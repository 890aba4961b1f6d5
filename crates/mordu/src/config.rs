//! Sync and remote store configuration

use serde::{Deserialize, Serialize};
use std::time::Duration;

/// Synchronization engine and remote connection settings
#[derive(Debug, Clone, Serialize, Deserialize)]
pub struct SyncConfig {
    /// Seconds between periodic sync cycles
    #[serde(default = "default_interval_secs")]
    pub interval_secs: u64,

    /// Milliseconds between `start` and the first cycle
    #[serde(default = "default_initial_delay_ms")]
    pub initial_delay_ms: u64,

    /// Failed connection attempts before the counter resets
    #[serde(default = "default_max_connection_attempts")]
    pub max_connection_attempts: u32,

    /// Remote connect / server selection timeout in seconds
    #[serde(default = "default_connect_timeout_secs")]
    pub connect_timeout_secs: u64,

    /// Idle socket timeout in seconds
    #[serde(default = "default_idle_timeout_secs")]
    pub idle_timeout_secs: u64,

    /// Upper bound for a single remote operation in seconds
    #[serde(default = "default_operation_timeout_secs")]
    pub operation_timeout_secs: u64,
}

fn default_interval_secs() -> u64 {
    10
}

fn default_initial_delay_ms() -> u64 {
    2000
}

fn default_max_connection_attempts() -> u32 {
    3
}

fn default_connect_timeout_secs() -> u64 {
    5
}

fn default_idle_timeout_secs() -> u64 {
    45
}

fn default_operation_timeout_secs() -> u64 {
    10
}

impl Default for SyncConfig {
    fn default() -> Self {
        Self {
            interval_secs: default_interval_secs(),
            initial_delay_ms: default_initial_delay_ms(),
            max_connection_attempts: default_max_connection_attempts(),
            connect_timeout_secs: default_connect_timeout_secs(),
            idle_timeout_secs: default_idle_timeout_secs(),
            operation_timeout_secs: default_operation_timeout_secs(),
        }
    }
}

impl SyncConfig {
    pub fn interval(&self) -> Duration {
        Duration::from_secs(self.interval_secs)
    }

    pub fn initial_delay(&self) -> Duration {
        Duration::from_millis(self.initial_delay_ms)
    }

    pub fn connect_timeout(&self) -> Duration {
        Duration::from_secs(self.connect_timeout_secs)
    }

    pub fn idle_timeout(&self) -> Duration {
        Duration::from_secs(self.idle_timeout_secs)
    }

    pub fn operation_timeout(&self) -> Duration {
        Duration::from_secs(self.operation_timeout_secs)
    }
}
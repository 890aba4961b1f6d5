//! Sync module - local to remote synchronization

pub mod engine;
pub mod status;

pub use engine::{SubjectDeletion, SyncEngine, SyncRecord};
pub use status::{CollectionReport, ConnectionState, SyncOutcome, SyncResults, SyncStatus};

...

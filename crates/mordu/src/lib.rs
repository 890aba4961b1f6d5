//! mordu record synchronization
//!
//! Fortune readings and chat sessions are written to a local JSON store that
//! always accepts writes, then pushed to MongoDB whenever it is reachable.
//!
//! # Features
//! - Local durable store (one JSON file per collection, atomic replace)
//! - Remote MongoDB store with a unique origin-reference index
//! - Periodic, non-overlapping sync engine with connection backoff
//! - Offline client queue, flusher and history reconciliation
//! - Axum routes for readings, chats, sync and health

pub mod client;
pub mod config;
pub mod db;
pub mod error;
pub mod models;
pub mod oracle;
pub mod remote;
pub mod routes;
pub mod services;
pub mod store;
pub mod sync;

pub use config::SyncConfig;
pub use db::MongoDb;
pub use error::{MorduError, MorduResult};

▸ Brief
Beginning at the line with "the counter resets" and ending at the line with "pub fn initial_delay(&self)", reproduce each line of the data above exactly, and add no other lines.

▸ Written answer
    /// Failed connection attempts before the counter resets
    #[serde(default = "default_max_connection_attempts")]
    pub max_connection_attempts: u32,

    /// Remote connect / server selection timeout in seconds
    #[serde(default = "default_connect_timeout_secs")]
    pub connect_timeout_secs: u64,

    /// Idle socket timeout in seconds
    #[serde(default = "default_idle_timeout_secs")]
    pub idle_timeout_secs: u64,

    /// Upper bound for a single remote operation in seconds
    #[serde(default = "default_operation_timeout_secs")]
    pub operation_timeout_secs: u64,
}

fn default_interval_secs() -> u64 {
    10
}

fn default_initial_delay_ms() -> u64 {
    2000
}

fn default_max_connection_attempts() -> u32 {
    3
}

fn default_connect_timeout_secs() -> u64 {
    5
}

fn default_idle_timeout_secs() -> u64 {
    45
}

fn default_operation_timeout_secs() -> u64 {
    10
}

impl Default for SyncConfig {
    fn default() -> Self {
        Self {
            interval_secs: default_interval_secs(),
            initial_delay_ms: default_initial_delay_ms(),
            max_connection_attempts: default_max_connection_attempts(),
            connect_timeout_secs: default_connect_timeout_secs(),
            idle_timeout_secs: default_idle_timeout_secs(),
            operation_timeout_secs: default_operation_timeout_secs(),
        }
    }
}

impl SyncConfig {
    pub fn interval(&self) -> Duration {
        Duration::from_secs(self.interval_secs)
    }

    pub fn initial_delay(&self) -> Duration {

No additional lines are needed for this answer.